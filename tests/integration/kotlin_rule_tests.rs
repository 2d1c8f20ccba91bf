//! Kotlin rule tests
//!
//! Kotlin treats blocks, `if`, `when`, `try` and lambdas as value producing,
//! so the same call can be consumed or discarded depending on where the
//! enclosing construct sits.

use checkreturnvalue::analysis::{Analyzer, Finding, IssueKind};
use checkreturnvalue::config::{Config, ProjectProperties, RuleProfile};
use checkreturnvalue::discovery::{FileType, SourceFile};
use checkreturnvalue::index::IndexBuilder;

fn analyze(files: &[(&str, &str)]) -> Vec<Finding> {
    analyze_with(&Config::default(), files)
}

fn analyze_with(config: &Config, files: &[(&str, &str)]) -> Vec<Finding> {
    let temp_dir = tempfile::tempdir().expect("Failed to create temp dir");
    let mut builder = IndexBuilder::new();

    for (name, content) in files {
        let path = temp_dir.path().join(name);
        std::fs::write(&path, content).expect("Failed to write file");
        let file_type = FileType::from_path(&path).expect("Unsupported fixture");
        builder
            .process_file(&SourceFile::new(path, file_type))
            .expect("Failed to process file");
    }

    Analyzer::from_config(config, &ProjectProperties::default()).analyze(&builder.build())
}

/// Lines of ignored-return findings
fn reported_lines(findings: &[Finding]) -> Vec<usize> {
    findings
        .iter()
        .filter(|f| f.issue == IssueKind::IgnoredReturnValue)
        .map(|f| f.location.line)
        .collect()
}

const PARSER: &str = r#"import javax.annotation.CheckReturnValue

class Parser {
    @CheckReturnValue
    fun parse(text: String): Int = text.length
}
"#;

// ============================================================================
// Statement and expression positions
// ============================================================================

#[test]
fn test_statement_is_discarded_and_initializer_is_used() {
    let source = r#"fun run(parser: Parser) {
    parser.parse("a")
    val length = parser.parse("b")
    println(parser.parse("c"))
    parser.parse("d")
}
"#;
    let findings = analyze(&[("Parser.kt", PARSER), ("Run.kt", source)]);

    assert_eq!(reported_lines(&findings), vec![2, 5]);
    assert!(findings
        .iter()
        .all(|f| f.message == "The result of 'parse' is not used"));
}

#[test]
fn test_value_producing_constructs() {
    let source = r#"fun asBody(parser: Parser, flag: Boolean) = if (flag) parser.parse("a") else 0

fun asInitializer(parser: Parser, flag: Boolean) {
    val value = if (flag) {
        parser.parse("b")
    } else {
        0
    }
    val caught = try {
        parser.parse("c")
    } catch (e: Exception) {
        -1
    }
    println(value + caught)
}

fun asReturn(parser: Parser, kind: Int): Int {
    return when (kind) {
        1 -> parser.parse("d")
        else -> {
            parser.parse("e")
        }
    }
}

fun asStatement(parser: Parser, flag: Boolean) {
    if (flag) {
        parser.parse("f")
    }
}
"#;
    let findings = analyze(&[("Parser.kt", PARSER), ("Values.kt", source)]);

    assert_eq!(reported_lines(&findings), vec![28]);
}

#[test]
fn test_lambda_bodies() {
    let source = r#"fun lambdas(parser: Parser, items: List<String>) {
    val sizes = items.map { parser.parse(it) }
    items.forEach {
        parser.parse(it)
        println(it)
    }
    val last = items.map {
        println(it)
        parser.parse(it)
    }
}
"#;
    let findings = analyze(&[("Parser.kt", PARSER), ("Lambdas.kt", source)]);

    // every statement of a lambda body counts as consumed
    assert!(reported_lines(&findings).is_empty());
}

#[test]
fn test_chained_calls_judged_on_last_selector() {
    let source = r#"import javax.annotation.CheckReturnValue

class Query {
    @CheckReturnValue
    fun where(clause: String): Query = this
    fun limit(count: Int): Query = this
}

fun build(query: Query) {
    query.where("a").limit(1)
    query.limit(1).where("b")
}
"#;
    let findings = analyze(&[("Query.kt", source)]);

    assert_eq!(reported_lines(&findings), vec![11]);
}

#[test]
fn test_initializers_and_constructors() {
    let source = r#"import javax.annotation.CheckReturnValue

@CheckReturnValue
fun compute(): Int = 1

class Holder(val value: Int) {
    init {
        compute()
    }

    constructor() : this(0) {
        compute()
    }

    val property: Int
        get() {
            compute()
            return 2
        }
}
"#;
    let findings = analyze(&[("Holder.kt", source)]);

    assert_eq!(reported_lines(&findings), vec![8, 12, 17]);
}

// ============================================================================
// Scopes
// ============================================================================

#[test]
fn test_file_level_exemption() {
    let source = r#"@file:com.google.errorprone.annotations.CanIgnoreReturnValue

fun run(parser: Parser) {
    parser.parse("a")
}
"#;
    let findings = analyze(&[("Parser.kt", PARSER), ("Run.kt", source)]);

    assert!(reported_lines(&findings).is_empty());
}

#[test]
fn test_file_level_marker() {
    let source = r#"@file:CheckReturnValue

fun twice(x: Int): Int = x * 2

fun run() {
    twice(2)
}
"#;
    let findings = analyze(&[("Math.kt", source)]);

    assert_eq!(reported_lines(&findings), vec![6]);
}

#[test]
fn test_calls_into_java() {
    let api = r#"import com.google.errorprone.annotations.CanIgnoreReturnValue;
import com.google.errorprone.annotations.CheckReturnValue;

@CheckReturnValue
public class Api {
    public static int required() { return 1; }

    @CanIgnoreReturnValue
    public static int optional() { return 2; }
}
"#;
    let source = r#"fun run() {
    Api.required()
    Api.optional()
}
"#;
    let findings = analyze(&[("Api.java", api), ("Run.kt", source)]);

    assert_eq!(reported_lines(&findings), vec![2]);
    assert_eq!(
        findings[0].location.file.file_name().unwrap().to_string_lossy(),
        "Run.kt"
    );
}

// ============================================================================
// Profiles and misuse
// ============================================================================

#[test]
fn test_optional_profile() {
    let source = r#"import io.reactivex.annotations.OptionalCheckReturnValue
import javax.annotation.CheckReturnValue

class Stream {
    @OptionalCheckReturnValue
    fun subscribe(): Int = 1

    @CheckReturnValue
    fun map(): Stream = this
}

fun run(stream: Stream) {
    stream.subscribe()
    stream.map()
}
"#;
    let mut config = Config::default();
    config.profile = RuleProfile::Optional;
    let findings = analyze_with(&config, &[("Stream.kt", source)]);

    assert_eq!(reported_lines(&findings), vec![13]);

    let findings = analyze(&[("Stream.kt", source)]);
    assert_eq!(reported_lines(&findings), vec![14]);
}

#[test]
fn test_marker_on_unit_function() {
    let source = r#"import javax.annotation.CheckReturnValue

class Logger {
    @CheckReturnValue
    fun log(message: String) {
        println(message)
    }
}
"#;
    let findings = analyze(&[("Logger.kt", source)]);

    assert_eq!(findings.len(), 1);
    assert_eq!(findings[0].issue, IssueKind::AnnotationOnVoidMethod);
    assert_eq!(
        findings[0].message,
        "@CheckReturnValue may not be applied to void-returning methods"
    );
}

___

Exercise objective:
Beginning at the top of the data, please return every line until and including the line containing "on where the", copied exactly, and nothing past it.

Solution for this task:
filename tests/integration/kotlin_rule_tests.rs
repository 2d1c8f20ccba91bf
//! Kotlin rule tests
//!
//! Kotlin treats blocks, `if`, `when`, `try` and lambdas as value producing,
//! so the same call can be consumed or discarded depending on where the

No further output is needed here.